News Releases

Sweden announces increased three-year pledge to The Global Fund

18 October 2011

Geneva – The Global Fund to Fight AIDS, Tuberculosis and Malaria warmly welcomes Sweden’s decision to disburse its 2011 contribution to the Global Fund in full and to announce a pledge of Swedish kronor 2 billion (U.S. $300 million) for 2011–2013, an increase of 11 percent over its contributions for the previous three-year period.

“Sweden has been a long term strong supporter of the Global Fund and has played a lead in the work to strengthen the Global Fund’s risk management and fiduciary controls,” said Professor Michel Kazatchkine, The Global Fund’s Executive Director. “We appreciate the trust and confidence Sweden has shown in the Global Fund and our current efforts to transform the institution to become a highly efficient channel for resources for a sustainable, long-term response to improve the health of millions of people.”

Sweden was the first country to voice concerns that the Global Fund’s fiduciary controls need to improve after the organization’s Inspector General in October last year revealed that in four countries receiving funding, several million dollars had been lost by the recipients through fraud and inadequate accounting.

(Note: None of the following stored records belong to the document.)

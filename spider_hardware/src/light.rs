//! I2C light strip controller.
//!
//! The strip is driven by a small coprocessor that accepts two commands:
//! all off, and light one zone in a solid color.

use spider_traits::LightStrip;

use crate::error::{HwError, Result};

const CMD_OFF: u8 = 0;
const CMD_ZONE_COLOR: u8 = 1;

pub struct I2cLightStrip {
    i2c: rppal::i2c::I2c,
}

impl I2cLightStrip {
    pub fn open(address: u16) -> Result<Self> {
        let mut i2c = rppal::i2c::I2c::new().map_err(|e| HwError::I2c(e.to_string()))?;
        i2c.set_slave_address(address)
            .map_err(|e| HwError::I2c(e.to_string()))?;
        Ok(Self { i2c })
    }

    fn send(&mut self, payload: &[u8]) -> Result<()> {
        self.i2c
            .write(payload)
            .map_err(|e| HwError::I2c(e.to_string()))?;
        Ok(())
    }
}

impl LightStrip for I2cLightStrip {
    fn set_zone_color(
        &mut self,
        zone: u8,
        rgb: [u8; 3],
    ) -> std::result::Result<(), Box<dyn std::error::Error + Send + Sync>> {
        self.send(&[CMD_ZONE_COLOR, zone, rgb[0], rgb[1], rgb[2]])?;
        Ok(())
    }

    fn set_off(&mut self) -> std::result::Result<(), Box<dyn std::error::Error + Send + Sync>> {
        self.send(&[CMD_OFF])?;
        Ok(())
    }
}
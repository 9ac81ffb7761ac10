use thiserror::Error;

#[derive(Debug, Error)]
pub enum HwError {
    #[error("serial error: {0}")]
    Serial(String),
    #[error("adc error: {0}")]
    Adc(String),
    #[error("i2c error: {0}")]
    I2c(String),
    #[error("sensor timeout")]
    Timeout,
    #[error("io: {0}")]
    Io(#[from] std::io::Error),
}

pub type Result<T> = std::result::Result<T, HwError>;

Sweden, which shares a seat on the Global Fund Board with Norway, Denmark, The Netherlands and Ireland, has worked closely with the Global Fund over the past 12 months to help drive the organization’s reforms and strategy.

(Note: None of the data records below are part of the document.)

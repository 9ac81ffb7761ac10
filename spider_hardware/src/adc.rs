//! ADC access shared by the proximity, respiration, and button inputs.
//!
//! The three inputs live on one physical converter, so every full
//! configure-then-read exchange is serialized behind a single mutex
//! (`AdcBus`). The lock is held for the whole exchange and released on every
//! exit path, including errors.

use std::collections::HashMap;
use std::sync::{Arc, Mutex};

use spider_traits::{Button, DistanceSensor, RespirationSensor};

use crate::error::{HwError, Result};

/// One single-ended conversion in millivolts.
pub trait RawAdc {
    fn read_single_ended(&mut self, channel: u8) -> Result<f32>;
}

/// Clonable handle to the shared converter.
pub struct AdcBus<A: RawAdc> {
    inner: Arc<Mutex<A>>,
}

impl<A: RawAdc> Clone for AdcBus<A> {
    fn clone(&self) -> Self {
        Self {
            inner: Arc::clone(&self.inner),
        }
    }
}

impl<A: RawAdc> AdcBus<A> {
    pub fn new(adc: A) -> Self {
        Self {
            inner: Arc::new(Mutex::new(adc)),
        }
    }

    /// Run one command-response exchange under the bus lock.
    pub fn read_millivolts(&self, channel: u8) -> Result<f32> {
        let mut adc = self
            .inner
            .lock()
            .map_err(|_| HwError::Adc("adc bus lock poisoned".into()))?;
        adc.read_single_ended(channel)
    }
}

/// Analog rangefinder pair read through the shared bus.
///
/// Converts millivolts to centimeters the way the sensors are wired:
/// `cm = mv * 1024 / (1000 * supply_volts)`.
pub struct AdcRangefinders<A: RawAdc> {
    bus: AdcBus<A>,
    supply_volts: f32,
}

impl<A: RawAdc> AdcRangefinders<A> {
    pub fn new(bus: AdcBus<A>, supply_volts: f32) -> Self {
        Self { bus, supply_volts }
    }
}

impl<A: RawAdc> DistanceSensor for AdcRangefinders<A> {
    fn read_distance(
        &mut self,
        channel: u8,
    ) -> std::result::Result<f32, Box<dyn std::error::Error + Send + Sync>> {
        let mv = self.bus.read_millivolts(channel)?;
        Ok((mv * 1024.0 / (1000.0 * self.supply_volts)).round())
    }
}

/// Respiration belt voltage on one ADC channel.
pub struct RespirationBelt<A: RawAdc> {
    bus: AdcBus<A>,
    channel: u8,
}

impl<A: RawAdc> RespirationBelt<A> {
    pub fn new(bus: AdcBus<A>, channel: u8) -> Self {
        Self { bus, channel }
    }
}

impl<A: RawAdc> RespirationSensor for RespirationBelt<A> {
    fn read_voltage(
        &mut self,
    ) -> std::result::Result<f32, Box<dyn std::error::Error + Send + Sync>> {
        let mv = self.bus.read_millivolts(self.channel)?;
        Ok(mv / 1000.0)
    }
}

/// Pushbutton wired to an ADC channel; pressed pulls the reading low.
pub struct AdcButton<A: RawAdc> {
    bus: AdcBus<A>,
    channel: u8,
    threshold_mv: f32,
}

impl<A: RawAdc> AdcButton<A> {
    pub fn new(bus: AdcBus<A>, channel: u8, threshold_mv: f32) -> Self {
        Self {
            bus,
            channel,
            threshold_mv,
        }
    }
}

impl<A: RawAdc> Button for AdcButton<A> {
    fn is_pressed(
        &mut self,
    ) -> std::result::Result<bool, Box<dyn std::error::Error + Send + Sync>> {
        let mv = self.bus.read_millivolts(self.channel)?;
        Ok(mv < self.threshold_mv)
    }
}

/// In-memory ADC whose per-channel values can be set from another thread.
#[derive(Clone, Default)]
pub struct SimulatedAdc {
    values: Arc<Mutex<HashMap<u8, f32>>>,
}

impl SimulatedAdc {
    pub fn new() -> Self {
        Self::default()
    }

    /// Handle for driving channel values from a test or simulator loop.
    pub fn values(&self) -> Arc<Mutex<HashMap<u8, f32>>> {
        Arc::clone(&self.values)
    }

    pub fn set_millivolts(&self, channel: u8, mv: f32) {
        if let Ok(mut v) = self.values.lock() {
            v.insert(channel, mv);
        }
    }
}

impl RawAdc for SimulatedAdc {
    fn read_single_ended(&mut self, channel: u8) -> Result<f32> {
        let v = self
            .values
            .lock()
            .map_err(|_| HwError::Adc("simulated adc lock poisoned".into()))?;
        Ok(v.get(&channel).copied().unwrap_or(0.0))
    }
}

#[cfg(all(feature = "hardware", target_os = "linux"))]
pub mod ads1115 {
    //! Minimal single-shot driver for the ADS1115 used on the robot.

    use super::RawAdc;
    use crate::error::{HwError, Result};
    use std::time::Duration;

    const CONVERSION_REG: u8 = 0x00;
    const CONFIG_REG: u8 = 0x01;
    // Single-shot start, ±6.144 V range, 860 SPS, comparator disabled.
    const CONFIG_BASE: u16 = 0x8000 | 0x0000 | 0x00E0 | 0x0003;
    const MV_PER_COUNT: f32 = 6144.0 / 32768.0;

    pub struct Ads1115 {
        i2c: rppal::i2c::I2c,
    }

    impl Ads1115 {
        pub fn open(address: u16) -> Result<Self> {
            let mut i2c = rppal::i2c::I2c::new().map_err(|e| HwError::I2c(e.to_string()))?;
            i2c.set_slave_address(address)
                .map_err(|e| HwError::I2c(e.to_string()))?;
            Ok(Self { i2c })
        }
    }

    impl RawAdc for Ads1115 {
        fn read_single_ended(&mut self, channel: u8) -> Result<f32> {
            if channel > 3 {
                return Err(HwError::Adc(format!("ads1115 has no channel {channel}")));
            }
            let mux = 0x4000 | (u16::from(channel) << 12);
            let config = CONFIG_BASE | mux;
            self.i2c
                .block_write(CONFIG_REG, &config.to_be_bytes())
                .map_err(|e| HwError::I2c(e.to_string()))?;
            // 860 SPS conversion plus margin.
            std::thread::sleep(Duration::from_micros(1500));
            let mut buf = [0u8; 2];
            self.i2c
                .block_read(CONVERSION_REG, &mut buf)
                .map_err(|e| HwError::I2c(e.to_string()))?;
            let counts = i16::from_be_bytes(buf);
            Ok(f32::from(counts.max(0)) * MV_PER_COUNT)
        }
    }
}
//! Named 24-joint poses and the safe-route graph between them.
//!
//! Direct jumps between arbitrary poses can self-collide, so every pose
//! carries a set of pose names it may transition to directly. Transitions
//! between poses with no common safe route go via the fallback pose.

use std::collections::{BTreeMap, BTreeSet};

use crate::error::{Result, SpiderError};

/// Waypoint used whenever two poses share no safe route.
pub const FALLBACK_POSE: &str = "park";

pub const LEGS: usize = 6;
pub const JOINTS_PER_LEG: usize = 4;

/// Six legs of four joint pulse widths, in raw device units.
#[derive(Debug, Clone, Copy, PartialEq, Eq)]
pub struct Pose {
    pub legs: [[i32; JOINTS_PER_LEG]; LEGS],
}

impl Pose {
    /// Elementwise absolute difference; the per-joint travel distance.
    #[must_use]
    pub fn difference(&self, other: &Self) -> Self {
        let mut legs = [[0i32; JOINTS_PER_LEG]; LEGS];
        for (i, leg) in legs.iter_mut().enumerate() {
            for (j, joint) in leg.iter_mut().enumerate() {
                *joint = (self.legs[i][j] - other.legs[i][j]).abs();
            }
        }
        Self { legs }
    }

    /// Joints in channel order (leg-major).
    #[must_use]
    pub fn flat(&self) -> [i32; LEGS * JOINTS_PER_LEG] {
        let mut out = [0i32; LEGS * JOINTS_PER_LEG];
        for (i, leg) in self.legs.iter().enumerate() {
            for (j, &joint) in leg.iter().enumerate() {
                out[i * JOINTS_PER_LEG + j] = joint;
            }
        }
        out
    }
}

/// Return a safe route common to both sets, or the fallback.
///
/// Which common entry wins is unspecified; callers must not rely on it.
#[must_use]
pub fn find_common_route<'a>(
    routes_a: &'a BTreeSet<String>,
    routes_b: &'a BTreeSet<String>,
) -> &'a str {
    routes_a
        .intersection(routes_b)
        .next()
        .map_or(FALLBACK_POSE, String::as_str)
}

/// Immutable pose table plus per-pose safe-route sets, built once at load.
#[derive(Debug)]
pub struct PoseTable {
    poses: BTreeMap<String, Pose>,
    routes: BTreeMap<String, BTreeSet<String>>,
    empty: BTreeSet<String>,
}

impl PoseTable {
    /// Build the table from loaded pose entries and the configured route
    /// sets. Route entries naming unknown poses and a missing fallback
    /// pose are configuration faults.
    pub fn new(
        entries: Vec<spider_config::PoseEntry>,
        route_cfg: &BTreeMap<String, Vec<String>>,
    ) -> Result<Self> {
        let mut poses = BTreeMap::new();
        for entry in entries {
            poses.insert(entry.name, Pose { legs: entry.legs });
        }
        if !poses.contains_key(FALLBACK_POSE) {
            return Err(SpiderError::Config(format!(
                "pose table is missing the fallback pose {FALLBACK_POSE:?}"
            ))
            .into());
        }

        let mut routes: BTreeMap<String, BTreeSet<String>> = BTreeMap::new();
        for (name, targets) in route_cfg {
            if !poses.contains_key(name) {
                return Err(SpiderError::Config(format!(
                    "routes reference unknown pose {name:?}"
                ))
                .into());
            }
            let set: BTreeSet<String> = targets.iter().cloned().collect();
            for target in &set {
                if !poses.contains_key(target) {
                    return Err(SpiderError::Config(format!(
                        "route {name:?} -> {target:?} references unknown pose"
                    ))
                    .into());
                }
            }
            routes.insert(name.clone(), set);
        }

        Ok(Self {
            poses,
            routes,
            empty: BTreeSet::new(),
        })
    }

    pub fn get(&self, name: &str) -> Result<&Pose> {
        self.poses
            .get(name)
            .ok_or_else(|| SpiderError::Config(format!("unknown pose {name:?}")).into())
    }

    #[must_use]
    pub fn contains(&self, name: &str) -> bool {
        self.poses.contains_key(name)
    }

    /// Safe-route set for a pose; poses without configured routes get an
    /// empty set and always transition via the fallback.
    #[must_use]
    pub fn routes(&self, name: &str) -> &BTreeSet<String> {
        self.routes.get(name).unwrap_or(&self.empty)
    }

    /// Pick the waypoint for a transition between two poses.
    #[must_use]
    pub fn common_route(&self, from: &str, to: &str) -> &str {
        find_common_route(self.routes(from), self.routes(to))
    }

    pub fn names(&self) -> impl Iterator<Item = &str> {
        self.poses.keys().map(String::as_str)
    }
}

#[cfg(test)]
mod tests {
    use super::*;

    fn uniform(value: i32) -> Pose {
        Pose {
            legs: [[value; JOINTS_PER_LEG]; LEGS],
        }
    }

    #[test]
    fn difference_is_symmetric_and_zero_on_self() {
        let a = uniform(1500);
        let b = uniform(900);
        assert_eq!(a.difference(&a), uniform(0));
        assert_eq!(a.difference(&b), b.difference(&a));
        assert_eq!(a.difference(&b), uniform(600));
    }

    #[test]
    fn common_route_falls_back_when_disjoint() {
        let a: BTreeSet<String> = ["knife".to_string()].into();
        let b: BTreeSet<String> = ["extend_half".to_string()].into();
        assert_eq!(find_common_route(&a, &b), FALLBACK_POSE);
    }

    #[test]
    fn common_route_prefers_shared_entry() {
        let a: BTreeSet<String> = ["extend".to_string(), "knife".to_string()].into();
        let b: BTreeSet<String> = ["knife".to_string()].into();
        assert_eq!(find_common_route(&a, &b), "knife");
    }
}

Sweden has consistently been a strong supporter of the Global Fund since its creation in 2002. Today’s announcement brings Sweden’s total pledges and contributions to the Global Fund since 2002 to U.S. $842 million.

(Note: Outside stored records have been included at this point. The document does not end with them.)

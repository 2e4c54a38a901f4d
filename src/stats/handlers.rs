use axum::{
    extract::State,
    http::StatusCode,
    routing::{delete, get, post, put},
    Json, Router,
};
use tracing::{instrument, warn};

use super::{
    dto::{CreateStatBody, StatKeyBody, StatsEnvelope, UpdateStatBody},
    repo_types::UserStats,
    services::{self, STAT_CREATED, STAT_DELETED, STAT_NOT_FOUND, STAT_UPDATED},
};
use crate::{
    auth::{extractors::CurrentUser, repo_types::User},
    error::{ApiError, ApiResult, MessageBody},
    extract::ApiJson,
    state::AppState,
};

pub const NOT_OWNER: &str = "user_id does not belong to the current session";

pub fn stats_routes() -> Router<AppState> {
    Router::new()
        .route("/create_user_stat", post(create_user_stat))
        .route("/create_user_stats", post(create_user_stat))
        .route("/get_user_stats", get(get_user_stats))
        .route("/get_user_stat", get(get_user_stat))
        .route("/update_user_stat", put(update_user_stat))
        .route("/update_user_stats", put(update_user_stat))
        .route("/delete_user_stat", delete(delete_user_stat))
        .route("/delete_user_stats", delete(delete_user_stat))
}

/// Stats are always scoped to the session's user; a body naming someone
/// else is refused.
fn owner_id(user: &User, claimed: Option<i64>) -> ApiResult<i64> {
    match claimed {
        Some(other) if other != user.id => {
            warn!(user_id = user.id, claimed = other, "stats access for another user");
            Err(ApiError::Forbidden(NOT_OWNER.into()))
        }
        _ => Ok(user.id),
    }
}

#[instrument(skip_all)]
pub async fn create_user_stat(
    State(state): State<AppState>,
    CurrentUser(user): CurrentUser,
    ApiJson(body): ApiJson<StatsEnvelope<CreateStatBody>>,
) -> ApiResult<(StatusCode, Json<MessageBody<UserStats>>)> {
    let body = body.user_stats_dict;
    let user_id = owner_id(&user, body.user_id)?;
    let stat = services::create(&state.db, user_id, body.validate()?).await?;
    Ok((
        StatusCode::CREATED,
        Json(MessageBody::with_data(STAT_CREATED, stat)),
    ))
}

#[instrument(skip_all)]
pub async fn get_user_stats(
    State(state): State<AppState>,
    CurrentUser(user): CurrentUser,
) -> ApiResult<Json<Vec<UserStats>>> {
    let stats = services::get_all(&state.db, user.id).await?;
    Ok(Json(stats))
}

#[instrument(skip_all)]
pub async fn get_user_stat(
    State(state): State<AppState>,
    CurrentUser(user): CurrentUser,
    ApiJson(body): ApiJson<StatsEnvelope<StatKeyBody>>,
) -> ApiResult<Json<UserStats>> {
    let key = body.user_stats_dict;
    let user_id = owner_id(&user, key.user_id)?;
    services::get_one(&state.db, user_id, key.id)
        .await?
        .map(Json)
        .ok_or_else(|| ApiError::NotFound(STAT_NOT_FOUND.into()))
}

#[instrument(skip_all)]
pub async fn update_user_stat(
    State(state): State<AppState>,
    CurrentUser(user): CurrentUser,
    ApiJson(body): ApiJson<StatsEnvelope<UpdateStatBody>>,
) -> ApiResult<Json<MessageBody<UserStats>>> {
    let body = body.user_stats_dict;
    let user_id = owner_id(&user, body.user_id)?;
    let stat_id = body.id;
    let stat = services::update(&state.db, user_id, stat_id, body.validate()?).await?;
    Ok(Json(MessageBody::with_data(STAT_UPDATED, stat)))
}

#[instrument(skip_all)]
pub async fn delete_user_stat(
    State(state): State<AppState>,
    CurrentUser(user): CurrentUser,
    ApiJson(body): ApiJson<StatsEnvelope<StatKeyBody>>,
) -> ApiResult<Json<MessageBody>> {
    let key = body.user_stats_dict;
    let user_id = owner_id(&user, key.user_id)?;
    services::delete(&state.db, user_id, key.id).await?;
    Ok(Json(MessageBody::new(STAT_DELETED)))
}

#[cfg(test)]
mod tests {
    use super::*;
    use crate::auth::{
        repo_types::UserProfile,
        password::hash_password,
    };
    use crate::stats::repo_types::{NewUserStat, UserStatChanges};
    use axum::{body::Body, http::Request};
    use sqlx::PgPool;
    use time::OffsetDateTime;
    use tower::ServiceExt;

    fn user_with_id(id: i64) -> User {
        let now = OffsetDateTime::now_utc();
        User {
            id,
            username: None,
            email: "dan@gmail.com".into(),
            password_hash: String::new(),
            session_id: Some("sid".into()),
            status: Some("active".into()),
            profile_link: None,
            premium: Some(false),
            age: None,
            birthday: None,
            first_name: None,
            last_name: None,
            gender: None,
            phone_number: None,
            height_unit_pref: None,
            weight_unit_pref: None,
            date_format_pref: None,
            language: None,
            created_at: now,
            updated_at: now,
        }
    }

    #[test]
    fn owner_defaults_to_session_user() {
        let user = user_with_id(5);
        assert_eq!(owner_id(&user, None).unwrap(), 5);
        assert_eq!(owner_id(&user, Some(5)).unwrap(), 5);
        assert!(matches!(
            owner_id(&user, Some(6)),
            Err(ApiError::Forbidden(_))
        ));
    }

    #[tokio::test]
    async fn every_stats_route_requires_a_session() {
        let routes = [
            ("POST", "/create_user_stat"),
            ("POST", "/create_user_stats"),
            ("GET", "/get_user_stats"),
            ("GET", "/get_user_stat"),
            ("PUT", "/update_user_stat"),
            ("DELETE", "/delete_user_stat"),
        ];
        for (method, uri) in routes {
            let req = Request::builder()
                .method(method)
                .uri(uri)
                .header("content-type", "application/json")
                .body(Body::from(
                    r#"{"user_stats_dict": {"id": 1, "user_id": 99999999, "value": 1, "unit": "kg"}}"#,
                ))
                .unwrap();
            let res = stats_routes()
                .with_state(AppState::fake())
                .oneshot(req)
                .await
                .unwrap();
            assert_eq!(res.status(), StatusCode::UNAUTHORIZED, "{method} {uri}");
        }
    }

    async fn seed_user(pool: &PgPool, email: &str) -> User {
        let hash = hash_password("test_password").unwrap();
        User::create(pool, email, &hash, &UserProfile::default())
            .await
            .unwrap()
    }

    fn kg(value: i32) -> NewUserStat {
        NewUserStat {
            value,
            unit: "kg".into(),
            note: Some("this note is a nice note".into()),
        }
    }

    #[sqlx::test]
    #[ignore = "requires DATABASE_URL"]
    async fn create_then_list_in_insertion_order(pool: PgPool) {
        let user = seed_user(&pool, "dan@gmail.com").await;
        let first = services::create(&pool, user.id, kg(1)).await.unwrap();
        let second = services::create(&pool, user.id, kg(2)).await.unwrap();
        assert_eq!(first.created_at, first.updated_at);

        let all = services::get_all(&pool, user.id).await.unwrap();
        let ids: Vec<i64> = all.iter().map(|s| s.id).collect();
        assert_eq!(ids, vec![first.id, second.id]);
    }

    #[sqlx::test]
    #[ignore = "requires DATABASE_URL"]
    async fn update_missing_stat_is_not_found_and_mutates_nothing(pool: PgPool) {
        let owner = seed_user(&pool, "owner@gmail.com").await;
        let other = seed_user(&pool, "other@gmail.com").await;
        let stat = services::create(&pool, owner.id, kg(1)).await.unwrap();

        let changes = UserStatChanges {
            value: Some(2),
            unit: Some("lbs".into()),
            note: None,
        };
        let err = services::update(&pool, other.id, stat.id, changes)
            .await
            .unwrap_err();
        assert_eq!(err.status(), StatusCode::NOT_FOUND);
        assert!(matches!(err, ApiError::NotFound(ref m) if m == STAT_NOT_FOUND));

        let unchanged = services::get_one(&pool, owner.id, stat.id)
            .await
            .unwrap()
            .unwrap();
        assert_eq!(unchanged.value, 1);
        assert_eq!(unchanged.unit, "kg");
        assert_eq!(unchanged.updated_at, stat.updated_at);
    }

    #[sqlx::test]
    #[ignore = "requires DATABASE_URL"]
    async fn update_overwrites_only_supplied_fields(pool: PgPool) {
        let user = seed_user(&pool, "dan@gmail.com").await;
        let stat = services::create(&pool, user.id, kg(1)).await.unwrap();

        let changes = UserStatChanges {
            value: Some(2),
            unit: Some("lbs".into()),
            note: None,
        };
        let updated = services::update(&pool, user.id, stat.id, changes)
            .await
            .unwrap();
        assert_eq!(updated.value, 2);
        assert_eq!(updated.unit, "lbs");
        assert_eq!(updated.note, stat.note);
        assert!(updated.updated_at >= stat.updated_at);
    }

    #[sqlx::test]
    #[ignore = "requires DATABASE_URL"]
    async fn update_with_null_note_clears_it(pool: PgPool) {
        let user = seed_user(&pool, "dan@gmail.com").await;
        let stat = services::create(&pool, user.id, kg(1)).await.unwrap();
        assert!(stat.note.is_some());

        let changes = UserStatChanges {
            note: Some(None),
            ..Default::default()
        };
        let updated = services::update(&pool, user.id, stat.id, changes)
            .await
            .unwrap();
        assert_eq!(updated.note, None);
        assert_eq!(updated.value, 1);
        assert_eq!(updated.unit, "kg");
    }

    #[sqlx::test]
    #[ignore = "requires DATABASE_URL"]
    async fn deleted_stat_is_gone(pool: PgPool) {
        let user = seed_user(&pool, "dan@gmail.com").await;
        let stat = services::create(&pool, user.id, kg(1)).await.unwrap();

        services::delete(&pool, user.id, stat.id).await.unwrap();
        assert!(services::get_one(&pool, user.id, stat.id)
            .await
            .unwrap()
            .is_none());

        let err = services::delete(&pool, user.id, stat.id).await.unwrap_err();
        assert_eq!(err.status(), StatusCode::NOT_FOUND);
    }
}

In informing the Global Fund of her decision, Sweden’s Minister for International Development Cooperation, Gunilla Carlsson said: “The Global Fund is one of the most important tools the world has to improve health, and it has been highly successful in overcoming the emergency situation we faced in the past decade in the fight against AIDS, TB and malaria. I have made it very clear that the Global Fund needs to change from an emergency response mechanism to a sustainable channel for resources for health. The developments over the past weeks and months have reassured me that the Global Fund is making such an undertaking. Sweden will follow this process closely and will consider its future contributions based on the progress in this transformation process.”